The following morning, the cat appeared to be
bright, alert, and responsive. Physical examination
findings were within anticipated limits. The oxygen
concentration in the cage was gradually reduced over a
2-hour period until the cat was breathing only room air;
no adverse effects were observed. Results of a CBC and
serum biochemical analysis revealed no abnormalities.
Additionally, because of concerns about oxidative damage to the cat’s RBCs resulting from lidocaine intoxication, the methemoglobin concentration was measured.
However, the methemoglobin concentration was within the reference range (0.3%; reference range, < 1%).
Thoracic radiography and computed tomography
were performed to assess pulmonary edema or pulmonary lipid deposition.

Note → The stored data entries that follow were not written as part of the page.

/// SQL DDL for the tether database.
/// WAL mode + foreign keys enabled at connection time.
pub const SCHEMA_VERSION: u32 = 1;

pub const CREATE_TABLES: &str = r#"
CREATE TABLE IF NOT EXISTS sessions (
    id TEXT PRIMARY KEY,
    owner_id TEXT NOT NULL,
    name TEXT NOT NULL,
    status TEXT NOT NULL DEFAULT 'pending',
    protocol_identity TEXT,
    pairing_code TEXT,
    pairing_image TEXT,
    pairing_issued_at TEXT,
    pairing_expires_at TEXT,
    pairing_retry_count INTEGER NOT NULL DEFAULT 0,
    connected_at TEXT,
    disconnected_at TEXT,
    last_seen_at TEXT,
    is_active INTEGER NOT NULL DEFAULT 1,
    deleted_at TEXT,
    created_at TEXT NOT NULL,
    updated_at TEXT NOT NULL
);

CREATE TABLE IF NOT EXISTS events (
    id TEXT PRIMARY KEY,
    session_id TEXT NOT NULL REFERENCES sessions(id),
    owner_id TEXT NOT NULL,
    sequence INTEGER NOT NULL,
    type TEXT NOT NULL,
    status TEXT NOT NULL,
    data TEXT NOT NULL,
    created_at TEXT NOT NULL,
    UNIQUE (session_id, sequence)
);

CREATE TABLE IF NOT EXISTS identity_material (
    session_id TEXT PRIMARY KEY REFERENCES sessions(id),
    sealed TEXT NOT NULL,
    fingerprint TEXT NOT NULL,
    created_at TEXT NOT NULL,
    updated_at TEXT NOT NULL
);

CREATE UNIQUE INDEX IF NOT EXISTS idx_sessions_owner_name
    ON sessions(owner_id, name) WHERE deleted_at IS NULL;
CREATE INDEX IF NOT EXISTS idx_sessions_owner ON sessions(owner_id);
CREATE INDEX IF NOT EXISTS idx_sessions_status ON sessions(status, is_active);
CREATE INDEX IF NOT EXISTS idx_events_session_seq ON events(session_id, sequence);

CREATE TABLE IF NOT EXISTS schema_version (
    version INTEGER NOT NULL
);
"#;

pub const PRAGMAS: &str = r#"
PRAGMA journal_mode = WAL;
PRAGMA foreign_keys = ON;
PRAGMA busy_timeout = 5000;
PRAGMA synchronous = NORMAL;
"#;
//! Boundary to the external messaging protocol library.
//!
//! The library does the network connection, the pairing handshake and the
//! encryption. The orchestrator only sees [`ProtocolClient`] (one per
//! session) and the closed [`ProtocolEvent`] set; adapters translate the
//! library's own event vocabulary into it.

use std::sync::Arc;
use std::time::Duration;

use async_trait::async_trait;
use chrono::{DateTime, Utc};
use secrecy::{ExposeSecret, SecretSlice};
use tokio::sync::mpsc;
use tokio_util::sync::CancellationToken;

use crate::errors::ProtocolError;
use crate::ids::ProtocolIdentity;
use crate::session::Session;

/// Opaque per-identity key material produced by a successful pairing and
/// needed to reconnect without pairing again.
pub struct IdentityMaterial(SecretSlice<u8>);

impl IdentityMaterial {
    pub fn new(bytes: Vec<u8>) -> Self {
        Self(SecretSlice::from(bytes))
    }

    pub fn expose(&self) -> &[u8] {
        self.0.expose_secret()
    }

    pub fn len(&self) -> usize {
        self.expose().len()
    }

    pub fn is_empty(&self) -> bool {
        self.len() == 0
    }
}

impl Clone for IdentityMaterial {
    fn clone(&self) -> Self {
        Self::new(self.expose().to_vec())
    }
}

impl std::fmt::Debug for IdentityMaterial {
    fn fmt(&self, f: &mut std::fmt::Formatter<'_>) -> std::fmt::Result {
        write!(f, "IdentityMaterial([REDACTED; {} bytes])", self.len())
    }
}

/// A pairing challenge handed out by the client: the payload to encode into
/// a scannable code, and how long the library will honour it.
#[derive(Clone, Debug, PartialEq, Eq)]
pub struct PairingChallenge {
    pub code: String,
    pub timeout: Duration,
}

#[derive(Clone, Debug, Default, PartialEq, Eq)]
pub struct ConnectionMetadata {
    pub push_name: Option<String>,
    pub platform: Option<String>,
}

#[derive(Clone, Debug, PartialEq, Eq)]
pub struct InboundMessage {
    pub id: String,
    pub from: String,
    pub timestamp: DateTime<Utc>,
}

/// Internal protocol events. Everything the library emits is translated into
/// one of these before it reaches the state machine.
#[derive(Clone, Debug)]
pub enum ProtocolEvent {
    Connected {
        identity: ProtocolIdentity,
        metadata: ConnectionMetadata,
    },
    Disconnected,
    LoggedOut {
        reason: String,
    },
    PairingScanned,
    PairingSucceeded {
        identity: ProtocolIdentity,
        material: IdentityMaterial,
    },
    PairingFailed {
        reason: String,
    },
    MessageReceived {
        message: InboundMessage,
    },
}

impl ProtocolEvent {
    pub fn kind(&self) -> &'static str {
        match self {
            Self::Connected { .. } => "connected",
            Self::Disconnected => "disconnected",
            Self::LoggedOut { .. } => "logged_out",
            Self::PairingScanned => "pairing_scanned",
            Self::PairingSucceeded { .. } => "pairing_succeeded",
            Self::PairingFailed { .. } => "pairing_failed",
            Self::MessageReceived { .. } => "message_received",
        }
    }
}

/// One live connection to the messaging network.
#[async_trait]
pub trait ProtocolClient: Send + Sync {
    async fn connect(&self) -> Result<(), ProtocolError>;
    async fn disconnect(&self);
    fn is_connected(&self) -> bool;

    /// Ask the library for a pairing challenge. Suspends until the library
    /// produces one; must return [`ProtocolError::Cancelled`] promptly once
    /// `cancel` fires.
    async fn request_pairing_challenge(
        &self,
        cancel: &CancellationToken,
    ) -> Result<PairingChallenge, ProtocolError>;
}

/// A freshly built client plus the stream of its translated events.
pub struct ClientParts {
    pub client: Arc<dyn ProtocolClient>,
    pub events: mpsc::Receiver<ProtocolEvent>,
}

/// Builds protocol clients. `material` is `None` for a session that still
/// has to pair.
#[async_trait]
pub trait ClientFactory: Send + Sync {
    async fn create(
        &self,
        session: &Session,
        material: Option<IdentityMaterial>,
    ) -> Result<ClientParts, ProtocolError>;
}
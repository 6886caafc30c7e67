//! Domain types shared by every tether crate: identifiers, the session
//! model and its state machine, typed events, and the narrow traits the
//! orchestrator uses to reach its external collaborators.

pub mod errors;
pub mod events;
pub mod ids;
pub mod persistence;
pub mod protocol;
pub mod session;
pub mod state;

Results revealed clear lung fields;
however, there was an incidental finding of spondylosis
deformans at T11-12.
Blood samples obtained at admission and again
the following morning were submitted for determination of plasma lidocaine concentration. The value was
6.3 µg/mL for the pretreatment sample, and lidocaine was
not detected in the posttreatment sample. Therapeutic and
toxic concentrations of plasma lidocaine have not been
determined for cats; however, the reported2 range for
antiarrhythmic treatment in humans is 2 to 5 µg/mL,
with signs attributable to toxic effects evident at plasma
concentrations of 5 to 10 µg of lidocaine/mL.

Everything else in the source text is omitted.